## Problem description
In the listing below, locate the lines bearing the word "identifiers". Copy every one of them.

## Stored data
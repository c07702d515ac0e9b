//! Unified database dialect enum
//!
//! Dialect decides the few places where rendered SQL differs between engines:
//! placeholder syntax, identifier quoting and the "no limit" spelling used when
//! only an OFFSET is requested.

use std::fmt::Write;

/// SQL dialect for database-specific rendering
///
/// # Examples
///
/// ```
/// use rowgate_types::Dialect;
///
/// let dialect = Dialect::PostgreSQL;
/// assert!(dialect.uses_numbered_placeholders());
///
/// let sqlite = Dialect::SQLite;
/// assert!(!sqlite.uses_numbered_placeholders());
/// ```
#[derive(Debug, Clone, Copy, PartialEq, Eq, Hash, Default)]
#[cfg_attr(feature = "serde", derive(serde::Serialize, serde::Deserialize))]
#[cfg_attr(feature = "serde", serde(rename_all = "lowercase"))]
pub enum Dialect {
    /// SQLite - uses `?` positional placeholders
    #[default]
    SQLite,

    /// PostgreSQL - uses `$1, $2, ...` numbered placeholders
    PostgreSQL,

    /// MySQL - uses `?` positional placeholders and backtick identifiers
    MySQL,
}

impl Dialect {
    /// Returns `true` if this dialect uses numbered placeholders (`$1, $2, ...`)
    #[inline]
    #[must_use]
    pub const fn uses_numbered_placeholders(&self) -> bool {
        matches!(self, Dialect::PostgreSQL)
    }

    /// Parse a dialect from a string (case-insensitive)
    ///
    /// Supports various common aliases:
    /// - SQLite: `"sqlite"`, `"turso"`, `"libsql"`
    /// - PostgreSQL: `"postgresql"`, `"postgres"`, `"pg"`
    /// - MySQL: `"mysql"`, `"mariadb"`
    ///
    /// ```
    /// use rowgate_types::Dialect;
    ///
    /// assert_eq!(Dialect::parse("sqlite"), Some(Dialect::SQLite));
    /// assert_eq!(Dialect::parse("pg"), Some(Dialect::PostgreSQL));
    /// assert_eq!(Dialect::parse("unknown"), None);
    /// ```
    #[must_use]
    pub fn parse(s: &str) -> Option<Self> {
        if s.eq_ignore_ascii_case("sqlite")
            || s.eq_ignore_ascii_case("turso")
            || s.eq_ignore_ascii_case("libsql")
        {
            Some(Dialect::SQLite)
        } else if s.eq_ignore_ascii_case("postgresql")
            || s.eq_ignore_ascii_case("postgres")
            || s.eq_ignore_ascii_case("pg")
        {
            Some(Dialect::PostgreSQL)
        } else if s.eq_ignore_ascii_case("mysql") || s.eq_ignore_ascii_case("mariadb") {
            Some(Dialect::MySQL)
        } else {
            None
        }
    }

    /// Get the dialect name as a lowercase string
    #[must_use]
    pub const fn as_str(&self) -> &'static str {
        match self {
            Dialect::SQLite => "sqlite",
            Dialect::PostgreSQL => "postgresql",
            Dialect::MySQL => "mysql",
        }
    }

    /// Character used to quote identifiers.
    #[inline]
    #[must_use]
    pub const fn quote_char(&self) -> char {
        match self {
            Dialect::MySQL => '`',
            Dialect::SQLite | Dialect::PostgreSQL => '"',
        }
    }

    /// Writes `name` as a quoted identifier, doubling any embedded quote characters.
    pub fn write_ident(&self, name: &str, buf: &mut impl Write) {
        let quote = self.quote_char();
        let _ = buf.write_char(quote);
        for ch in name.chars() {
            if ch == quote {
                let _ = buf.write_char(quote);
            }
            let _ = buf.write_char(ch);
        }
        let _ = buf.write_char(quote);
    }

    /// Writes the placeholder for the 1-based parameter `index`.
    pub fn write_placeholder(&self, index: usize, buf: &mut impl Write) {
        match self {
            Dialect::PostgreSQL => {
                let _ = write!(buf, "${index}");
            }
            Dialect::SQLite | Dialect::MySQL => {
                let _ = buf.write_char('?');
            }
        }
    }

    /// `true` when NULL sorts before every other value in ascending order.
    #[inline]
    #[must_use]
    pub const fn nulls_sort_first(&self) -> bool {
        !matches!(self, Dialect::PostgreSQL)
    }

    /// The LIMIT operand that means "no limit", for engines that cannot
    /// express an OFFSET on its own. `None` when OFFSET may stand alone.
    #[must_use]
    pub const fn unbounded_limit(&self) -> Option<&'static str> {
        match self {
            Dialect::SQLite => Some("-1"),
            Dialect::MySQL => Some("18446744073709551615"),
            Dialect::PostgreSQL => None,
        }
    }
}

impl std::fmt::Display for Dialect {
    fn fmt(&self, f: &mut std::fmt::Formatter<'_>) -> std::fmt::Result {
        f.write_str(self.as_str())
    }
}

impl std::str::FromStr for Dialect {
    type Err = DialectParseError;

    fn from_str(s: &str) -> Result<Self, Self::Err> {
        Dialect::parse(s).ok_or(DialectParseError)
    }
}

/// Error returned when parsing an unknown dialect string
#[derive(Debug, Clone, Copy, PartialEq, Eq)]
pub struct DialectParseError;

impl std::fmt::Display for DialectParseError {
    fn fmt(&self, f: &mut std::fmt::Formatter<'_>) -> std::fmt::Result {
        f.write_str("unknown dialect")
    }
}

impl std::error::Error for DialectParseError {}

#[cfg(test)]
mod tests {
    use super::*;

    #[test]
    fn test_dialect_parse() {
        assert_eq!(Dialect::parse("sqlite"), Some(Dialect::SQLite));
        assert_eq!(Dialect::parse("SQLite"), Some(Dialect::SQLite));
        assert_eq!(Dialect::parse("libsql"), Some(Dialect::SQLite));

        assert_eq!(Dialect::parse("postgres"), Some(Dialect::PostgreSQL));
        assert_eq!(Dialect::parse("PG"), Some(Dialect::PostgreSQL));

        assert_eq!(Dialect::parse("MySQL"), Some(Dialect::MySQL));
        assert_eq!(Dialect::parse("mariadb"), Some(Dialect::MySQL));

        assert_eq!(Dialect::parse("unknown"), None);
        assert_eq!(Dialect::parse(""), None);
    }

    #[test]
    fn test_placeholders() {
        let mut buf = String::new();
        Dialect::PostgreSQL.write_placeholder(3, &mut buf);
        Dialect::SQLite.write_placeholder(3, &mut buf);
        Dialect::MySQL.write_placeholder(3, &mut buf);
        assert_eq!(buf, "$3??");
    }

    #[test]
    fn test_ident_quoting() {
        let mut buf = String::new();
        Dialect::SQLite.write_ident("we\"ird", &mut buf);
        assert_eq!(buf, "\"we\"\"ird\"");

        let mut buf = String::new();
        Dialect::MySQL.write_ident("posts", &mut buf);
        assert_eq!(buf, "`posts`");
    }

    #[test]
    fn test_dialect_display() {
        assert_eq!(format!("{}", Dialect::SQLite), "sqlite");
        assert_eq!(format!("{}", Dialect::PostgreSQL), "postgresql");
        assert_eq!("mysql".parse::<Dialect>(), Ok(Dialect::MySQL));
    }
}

## Your response
    /// MySQL - uses `?` positional placeholders and backtick identifiers
    /// Character used to quote identifiers.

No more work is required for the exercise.